Brief:
Go through the material below, noting each line where the string "encoding" appears, and give only the total.

Records shown:
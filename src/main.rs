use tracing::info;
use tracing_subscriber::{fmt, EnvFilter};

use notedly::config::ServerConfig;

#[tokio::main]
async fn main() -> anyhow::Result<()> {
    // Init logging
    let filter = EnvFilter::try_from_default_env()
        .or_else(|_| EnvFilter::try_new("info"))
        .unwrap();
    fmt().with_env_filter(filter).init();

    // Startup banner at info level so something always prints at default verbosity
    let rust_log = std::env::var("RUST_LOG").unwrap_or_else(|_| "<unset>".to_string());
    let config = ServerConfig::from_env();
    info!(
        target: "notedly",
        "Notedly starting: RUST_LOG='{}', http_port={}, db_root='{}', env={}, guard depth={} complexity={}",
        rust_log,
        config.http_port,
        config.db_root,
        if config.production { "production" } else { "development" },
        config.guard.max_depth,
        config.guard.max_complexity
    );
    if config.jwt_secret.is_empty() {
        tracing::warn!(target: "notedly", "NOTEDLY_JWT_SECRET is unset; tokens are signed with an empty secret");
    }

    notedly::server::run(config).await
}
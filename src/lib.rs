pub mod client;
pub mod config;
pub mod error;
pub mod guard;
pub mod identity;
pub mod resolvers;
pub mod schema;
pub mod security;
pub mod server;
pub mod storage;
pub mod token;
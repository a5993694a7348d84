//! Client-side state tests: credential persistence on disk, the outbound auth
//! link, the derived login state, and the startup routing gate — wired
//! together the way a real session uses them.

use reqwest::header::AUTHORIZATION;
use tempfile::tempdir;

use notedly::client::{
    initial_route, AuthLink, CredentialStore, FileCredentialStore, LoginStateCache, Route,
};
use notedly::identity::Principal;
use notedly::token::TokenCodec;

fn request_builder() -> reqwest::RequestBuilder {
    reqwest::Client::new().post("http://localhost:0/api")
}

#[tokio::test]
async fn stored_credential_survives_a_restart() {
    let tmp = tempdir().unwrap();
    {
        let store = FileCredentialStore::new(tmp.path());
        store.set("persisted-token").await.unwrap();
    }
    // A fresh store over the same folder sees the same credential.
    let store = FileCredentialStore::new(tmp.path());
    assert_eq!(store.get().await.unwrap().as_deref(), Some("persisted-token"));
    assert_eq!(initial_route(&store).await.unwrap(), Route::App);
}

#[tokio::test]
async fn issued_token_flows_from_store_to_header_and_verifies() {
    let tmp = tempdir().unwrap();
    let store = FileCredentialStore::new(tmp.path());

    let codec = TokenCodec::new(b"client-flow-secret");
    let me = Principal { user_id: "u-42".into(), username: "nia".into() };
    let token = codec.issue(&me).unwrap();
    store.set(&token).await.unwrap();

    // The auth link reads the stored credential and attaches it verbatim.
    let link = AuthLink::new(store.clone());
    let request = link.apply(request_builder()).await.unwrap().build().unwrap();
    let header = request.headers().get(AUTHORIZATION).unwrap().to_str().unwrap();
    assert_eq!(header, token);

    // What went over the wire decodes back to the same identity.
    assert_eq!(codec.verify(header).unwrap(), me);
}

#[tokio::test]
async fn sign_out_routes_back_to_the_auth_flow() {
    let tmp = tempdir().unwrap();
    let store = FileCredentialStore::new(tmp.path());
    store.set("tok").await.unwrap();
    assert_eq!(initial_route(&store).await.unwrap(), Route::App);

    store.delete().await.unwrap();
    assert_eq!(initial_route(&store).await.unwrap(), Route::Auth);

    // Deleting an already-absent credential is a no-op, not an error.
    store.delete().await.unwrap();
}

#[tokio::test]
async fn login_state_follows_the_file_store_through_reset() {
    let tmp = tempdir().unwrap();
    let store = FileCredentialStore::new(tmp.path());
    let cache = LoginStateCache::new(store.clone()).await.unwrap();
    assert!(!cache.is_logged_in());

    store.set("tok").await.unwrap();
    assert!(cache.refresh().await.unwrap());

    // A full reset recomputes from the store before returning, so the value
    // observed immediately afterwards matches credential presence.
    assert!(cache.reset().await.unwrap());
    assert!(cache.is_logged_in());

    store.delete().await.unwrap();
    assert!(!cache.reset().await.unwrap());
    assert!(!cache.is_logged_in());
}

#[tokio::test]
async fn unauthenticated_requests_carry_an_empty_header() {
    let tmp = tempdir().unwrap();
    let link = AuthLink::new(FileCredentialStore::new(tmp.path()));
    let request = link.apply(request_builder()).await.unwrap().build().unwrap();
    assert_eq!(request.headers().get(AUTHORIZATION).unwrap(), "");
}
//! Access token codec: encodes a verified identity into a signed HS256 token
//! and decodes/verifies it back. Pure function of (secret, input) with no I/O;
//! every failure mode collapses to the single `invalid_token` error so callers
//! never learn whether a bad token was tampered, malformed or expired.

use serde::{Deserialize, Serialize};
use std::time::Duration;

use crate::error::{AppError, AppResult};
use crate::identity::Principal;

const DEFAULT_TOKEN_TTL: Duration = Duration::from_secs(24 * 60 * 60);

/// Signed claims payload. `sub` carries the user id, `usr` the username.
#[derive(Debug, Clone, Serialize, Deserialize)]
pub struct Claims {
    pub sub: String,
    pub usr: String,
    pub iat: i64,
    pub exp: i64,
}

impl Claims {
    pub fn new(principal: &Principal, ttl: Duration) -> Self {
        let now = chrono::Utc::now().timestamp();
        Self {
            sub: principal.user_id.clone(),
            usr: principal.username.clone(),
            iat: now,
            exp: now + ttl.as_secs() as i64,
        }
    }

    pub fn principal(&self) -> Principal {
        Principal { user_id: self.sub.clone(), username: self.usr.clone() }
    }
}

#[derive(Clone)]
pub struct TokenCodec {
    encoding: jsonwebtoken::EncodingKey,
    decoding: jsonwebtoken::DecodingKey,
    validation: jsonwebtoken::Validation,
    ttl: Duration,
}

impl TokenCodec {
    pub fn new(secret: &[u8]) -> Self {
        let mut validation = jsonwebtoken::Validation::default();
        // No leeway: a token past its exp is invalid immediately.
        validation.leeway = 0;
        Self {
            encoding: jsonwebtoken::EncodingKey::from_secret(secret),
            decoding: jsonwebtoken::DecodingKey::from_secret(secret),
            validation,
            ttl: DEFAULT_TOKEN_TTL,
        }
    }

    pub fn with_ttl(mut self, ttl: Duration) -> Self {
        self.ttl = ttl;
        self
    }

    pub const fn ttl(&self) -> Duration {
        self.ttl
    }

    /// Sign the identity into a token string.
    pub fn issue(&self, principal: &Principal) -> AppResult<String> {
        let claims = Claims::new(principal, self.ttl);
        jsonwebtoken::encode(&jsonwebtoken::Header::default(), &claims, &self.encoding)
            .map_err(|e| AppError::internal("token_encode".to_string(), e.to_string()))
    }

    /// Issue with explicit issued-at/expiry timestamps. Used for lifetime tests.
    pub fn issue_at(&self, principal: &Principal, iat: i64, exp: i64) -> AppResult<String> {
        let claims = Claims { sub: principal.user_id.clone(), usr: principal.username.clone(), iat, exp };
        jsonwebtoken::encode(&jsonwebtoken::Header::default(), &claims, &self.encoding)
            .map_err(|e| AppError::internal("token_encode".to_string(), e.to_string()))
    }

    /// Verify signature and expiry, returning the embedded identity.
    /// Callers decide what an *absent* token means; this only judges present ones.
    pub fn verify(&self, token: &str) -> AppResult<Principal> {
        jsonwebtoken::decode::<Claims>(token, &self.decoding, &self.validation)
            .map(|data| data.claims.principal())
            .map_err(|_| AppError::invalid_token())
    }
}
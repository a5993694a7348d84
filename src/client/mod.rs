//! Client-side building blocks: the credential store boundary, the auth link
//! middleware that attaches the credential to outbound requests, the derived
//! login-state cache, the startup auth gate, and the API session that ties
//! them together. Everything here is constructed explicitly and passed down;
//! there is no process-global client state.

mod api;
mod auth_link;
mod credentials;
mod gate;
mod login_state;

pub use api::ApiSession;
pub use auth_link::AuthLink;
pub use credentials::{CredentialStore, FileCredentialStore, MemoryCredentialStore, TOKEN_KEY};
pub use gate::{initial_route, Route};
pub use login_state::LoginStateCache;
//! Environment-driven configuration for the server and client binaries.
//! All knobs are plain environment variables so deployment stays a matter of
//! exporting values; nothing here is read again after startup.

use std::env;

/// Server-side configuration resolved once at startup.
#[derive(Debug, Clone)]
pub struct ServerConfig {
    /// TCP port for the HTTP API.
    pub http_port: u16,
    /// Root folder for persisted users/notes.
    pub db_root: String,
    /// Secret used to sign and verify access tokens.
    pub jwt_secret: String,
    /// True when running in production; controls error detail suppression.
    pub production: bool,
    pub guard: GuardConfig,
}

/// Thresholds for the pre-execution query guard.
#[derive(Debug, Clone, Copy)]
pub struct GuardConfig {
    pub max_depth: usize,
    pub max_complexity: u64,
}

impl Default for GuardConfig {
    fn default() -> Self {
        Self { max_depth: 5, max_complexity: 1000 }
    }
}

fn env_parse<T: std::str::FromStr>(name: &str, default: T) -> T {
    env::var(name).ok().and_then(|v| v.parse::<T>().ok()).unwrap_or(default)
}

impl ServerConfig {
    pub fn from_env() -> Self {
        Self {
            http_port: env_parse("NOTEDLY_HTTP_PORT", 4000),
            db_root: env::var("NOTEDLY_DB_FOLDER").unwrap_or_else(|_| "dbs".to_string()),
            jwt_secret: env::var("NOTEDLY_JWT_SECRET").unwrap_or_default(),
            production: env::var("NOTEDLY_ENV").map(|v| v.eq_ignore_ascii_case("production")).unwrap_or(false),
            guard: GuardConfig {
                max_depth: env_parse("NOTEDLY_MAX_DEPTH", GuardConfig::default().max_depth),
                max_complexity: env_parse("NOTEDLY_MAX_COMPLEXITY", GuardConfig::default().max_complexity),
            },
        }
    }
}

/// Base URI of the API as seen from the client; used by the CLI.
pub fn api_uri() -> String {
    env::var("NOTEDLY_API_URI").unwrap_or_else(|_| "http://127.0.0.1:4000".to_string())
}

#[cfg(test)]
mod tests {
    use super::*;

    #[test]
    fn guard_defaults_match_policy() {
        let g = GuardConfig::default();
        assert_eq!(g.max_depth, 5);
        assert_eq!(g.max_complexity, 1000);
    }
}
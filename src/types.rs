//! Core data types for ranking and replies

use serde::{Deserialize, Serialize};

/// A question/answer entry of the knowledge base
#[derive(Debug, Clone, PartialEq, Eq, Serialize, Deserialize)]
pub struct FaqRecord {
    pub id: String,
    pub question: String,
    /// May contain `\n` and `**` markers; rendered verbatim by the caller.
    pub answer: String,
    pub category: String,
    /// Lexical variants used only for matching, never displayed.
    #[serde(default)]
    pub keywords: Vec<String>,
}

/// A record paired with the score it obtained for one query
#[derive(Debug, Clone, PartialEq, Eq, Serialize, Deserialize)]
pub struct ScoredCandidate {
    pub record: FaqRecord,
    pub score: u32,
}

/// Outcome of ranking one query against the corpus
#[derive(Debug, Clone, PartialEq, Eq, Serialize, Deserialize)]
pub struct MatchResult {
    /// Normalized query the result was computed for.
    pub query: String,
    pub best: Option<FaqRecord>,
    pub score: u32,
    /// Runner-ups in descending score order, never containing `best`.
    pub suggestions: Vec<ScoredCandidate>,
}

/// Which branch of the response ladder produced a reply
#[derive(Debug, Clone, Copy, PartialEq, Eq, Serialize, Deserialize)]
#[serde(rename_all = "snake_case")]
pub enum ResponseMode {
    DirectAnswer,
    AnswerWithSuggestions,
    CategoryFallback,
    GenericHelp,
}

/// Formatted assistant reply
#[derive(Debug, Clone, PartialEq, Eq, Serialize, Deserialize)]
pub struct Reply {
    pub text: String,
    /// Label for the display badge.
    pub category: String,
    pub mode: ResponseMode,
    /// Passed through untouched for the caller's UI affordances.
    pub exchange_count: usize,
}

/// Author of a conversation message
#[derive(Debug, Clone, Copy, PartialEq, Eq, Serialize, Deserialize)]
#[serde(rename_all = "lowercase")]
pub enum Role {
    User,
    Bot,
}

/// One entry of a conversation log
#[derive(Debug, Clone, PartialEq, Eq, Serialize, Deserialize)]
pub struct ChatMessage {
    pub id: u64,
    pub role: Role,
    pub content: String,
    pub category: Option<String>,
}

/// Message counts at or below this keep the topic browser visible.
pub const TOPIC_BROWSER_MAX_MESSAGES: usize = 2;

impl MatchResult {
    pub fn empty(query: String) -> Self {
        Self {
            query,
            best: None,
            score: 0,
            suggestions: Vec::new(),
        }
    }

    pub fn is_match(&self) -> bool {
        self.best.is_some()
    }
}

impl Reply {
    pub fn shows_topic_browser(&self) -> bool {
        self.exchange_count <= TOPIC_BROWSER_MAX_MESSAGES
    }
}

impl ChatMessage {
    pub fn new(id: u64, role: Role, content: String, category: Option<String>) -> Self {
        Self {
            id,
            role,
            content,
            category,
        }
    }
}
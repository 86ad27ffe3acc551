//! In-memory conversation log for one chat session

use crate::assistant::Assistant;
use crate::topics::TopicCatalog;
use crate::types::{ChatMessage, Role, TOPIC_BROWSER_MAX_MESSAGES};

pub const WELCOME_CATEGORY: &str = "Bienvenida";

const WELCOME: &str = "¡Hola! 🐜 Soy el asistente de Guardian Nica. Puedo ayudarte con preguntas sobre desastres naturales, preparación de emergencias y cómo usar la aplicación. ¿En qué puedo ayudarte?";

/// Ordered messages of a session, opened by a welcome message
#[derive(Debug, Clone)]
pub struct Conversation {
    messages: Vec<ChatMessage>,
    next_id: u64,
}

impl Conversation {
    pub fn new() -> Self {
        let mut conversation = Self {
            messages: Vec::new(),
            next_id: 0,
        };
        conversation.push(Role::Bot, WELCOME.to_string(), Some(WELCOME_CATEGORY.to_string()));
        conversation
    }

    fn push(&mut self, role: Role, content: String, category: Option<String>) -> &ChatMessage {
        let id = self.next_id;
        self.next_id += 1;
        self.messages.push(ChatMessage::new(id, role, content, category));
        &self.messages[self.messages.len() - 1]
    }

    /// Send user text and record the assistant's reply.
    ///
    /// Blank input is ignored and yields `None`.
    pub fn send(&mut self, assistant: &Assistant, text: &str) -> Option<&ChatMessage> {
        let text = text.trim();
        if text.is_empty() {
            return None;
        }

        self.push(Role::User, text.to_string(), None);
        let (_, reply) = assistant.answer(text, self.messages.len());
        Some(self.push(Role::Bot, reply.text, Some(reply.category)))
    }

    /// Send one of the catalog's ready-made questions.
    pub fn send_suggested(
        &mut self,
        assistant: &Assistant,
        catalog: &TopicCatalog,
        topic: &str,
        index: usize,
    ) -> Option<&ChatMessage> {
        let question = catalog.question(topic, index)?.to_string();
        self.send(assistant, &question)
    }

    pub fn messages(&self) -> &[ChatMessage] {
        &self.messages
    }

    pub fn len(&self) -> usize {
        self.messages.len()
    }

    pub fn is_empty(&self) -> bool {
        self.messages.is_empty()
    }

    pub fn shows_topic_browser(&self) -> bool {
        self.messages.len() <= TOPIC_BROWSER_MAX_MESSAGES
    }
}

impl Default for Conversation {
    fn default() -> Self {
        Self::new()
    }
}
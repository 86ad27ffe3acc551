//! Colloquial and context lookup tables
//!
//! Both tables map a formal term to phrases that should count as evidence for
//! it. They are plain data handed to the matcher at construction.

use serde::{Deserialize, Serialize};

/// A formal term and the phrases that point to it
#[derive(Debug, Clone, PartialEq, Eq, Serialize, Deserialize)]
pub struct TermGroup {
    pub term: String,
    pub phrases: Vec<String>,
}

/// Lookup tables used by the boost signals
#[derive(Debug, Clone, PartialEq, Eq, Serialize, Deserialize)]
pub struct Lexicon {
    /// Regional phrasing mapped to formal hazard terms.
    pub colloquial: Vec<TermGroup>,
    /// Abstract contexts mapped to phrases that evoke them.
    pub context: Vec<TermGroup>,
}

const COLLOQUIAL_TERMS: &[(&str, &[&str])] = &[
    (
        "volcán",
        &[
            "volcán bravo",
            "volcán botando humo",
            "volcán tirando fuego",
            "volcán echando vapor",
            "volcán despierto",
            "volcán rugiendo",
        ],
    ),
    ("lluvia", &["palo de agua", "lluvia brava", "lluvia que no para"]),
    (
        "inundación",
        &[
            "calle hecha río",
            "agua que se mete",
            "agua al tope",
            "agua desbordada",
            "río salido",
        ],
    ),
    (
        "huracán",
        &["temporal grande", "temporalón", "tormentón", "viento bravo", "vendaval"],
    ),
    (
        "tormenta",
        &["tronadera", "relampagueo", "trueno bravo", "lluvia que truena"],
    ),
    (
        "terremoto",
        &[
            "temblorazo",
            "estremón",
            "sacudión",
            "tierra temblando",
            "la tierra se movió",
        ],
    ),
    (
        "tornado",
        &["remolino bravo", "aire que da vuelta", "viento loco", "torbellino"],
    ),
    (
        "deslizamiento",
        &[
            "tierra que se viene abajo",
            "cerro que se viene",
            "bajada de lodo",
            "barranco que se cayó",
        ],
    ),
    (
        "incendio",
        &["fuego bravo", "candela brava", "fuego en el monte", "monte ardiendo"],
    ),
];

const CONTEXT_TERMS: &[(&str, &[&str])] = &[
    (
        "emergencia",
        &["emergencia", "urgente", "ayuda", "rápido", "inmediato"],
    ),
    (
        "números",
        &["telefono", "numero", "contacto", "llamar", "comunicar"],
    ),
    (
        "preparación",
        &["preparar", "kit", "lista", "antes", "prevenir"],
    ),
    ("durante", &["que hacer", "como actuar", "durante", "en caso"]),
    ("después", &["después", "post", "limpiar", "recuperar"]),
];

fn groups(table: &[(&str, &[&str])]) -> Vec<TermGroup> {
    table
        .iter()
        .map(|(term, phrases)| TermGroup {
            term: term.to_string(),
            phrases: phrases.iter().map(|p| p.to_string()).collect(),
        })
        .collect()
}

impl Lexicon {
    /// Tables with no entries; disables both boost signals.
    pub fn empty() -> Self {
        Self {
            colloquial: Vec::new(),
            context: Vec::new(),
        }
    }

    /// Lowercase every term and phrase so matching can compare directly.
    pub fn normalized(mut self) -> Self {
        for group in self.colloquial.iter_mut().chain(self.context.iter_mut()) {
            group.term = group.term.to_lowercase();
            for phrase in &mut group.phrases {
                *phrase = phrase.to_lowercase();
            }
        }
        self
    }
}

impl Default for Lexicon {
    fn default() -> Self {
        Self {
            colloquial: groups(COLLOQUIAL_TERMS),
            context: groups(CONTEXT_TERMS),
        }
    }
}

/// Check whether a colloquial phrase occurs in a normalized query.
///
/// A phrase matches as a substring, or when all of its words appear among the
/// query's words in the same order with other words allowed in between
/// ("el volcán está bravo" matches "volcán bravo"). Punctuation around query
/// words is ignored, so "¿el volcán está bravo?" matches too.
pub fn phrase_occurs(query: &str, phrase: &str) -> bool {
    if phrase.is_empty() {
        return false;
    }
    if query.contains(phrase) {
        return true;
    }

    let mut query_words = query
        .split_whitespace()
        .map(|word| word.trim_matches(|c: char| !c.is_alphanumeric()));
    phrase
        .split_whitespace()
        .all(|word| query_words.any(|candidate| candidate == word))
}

Your response:
4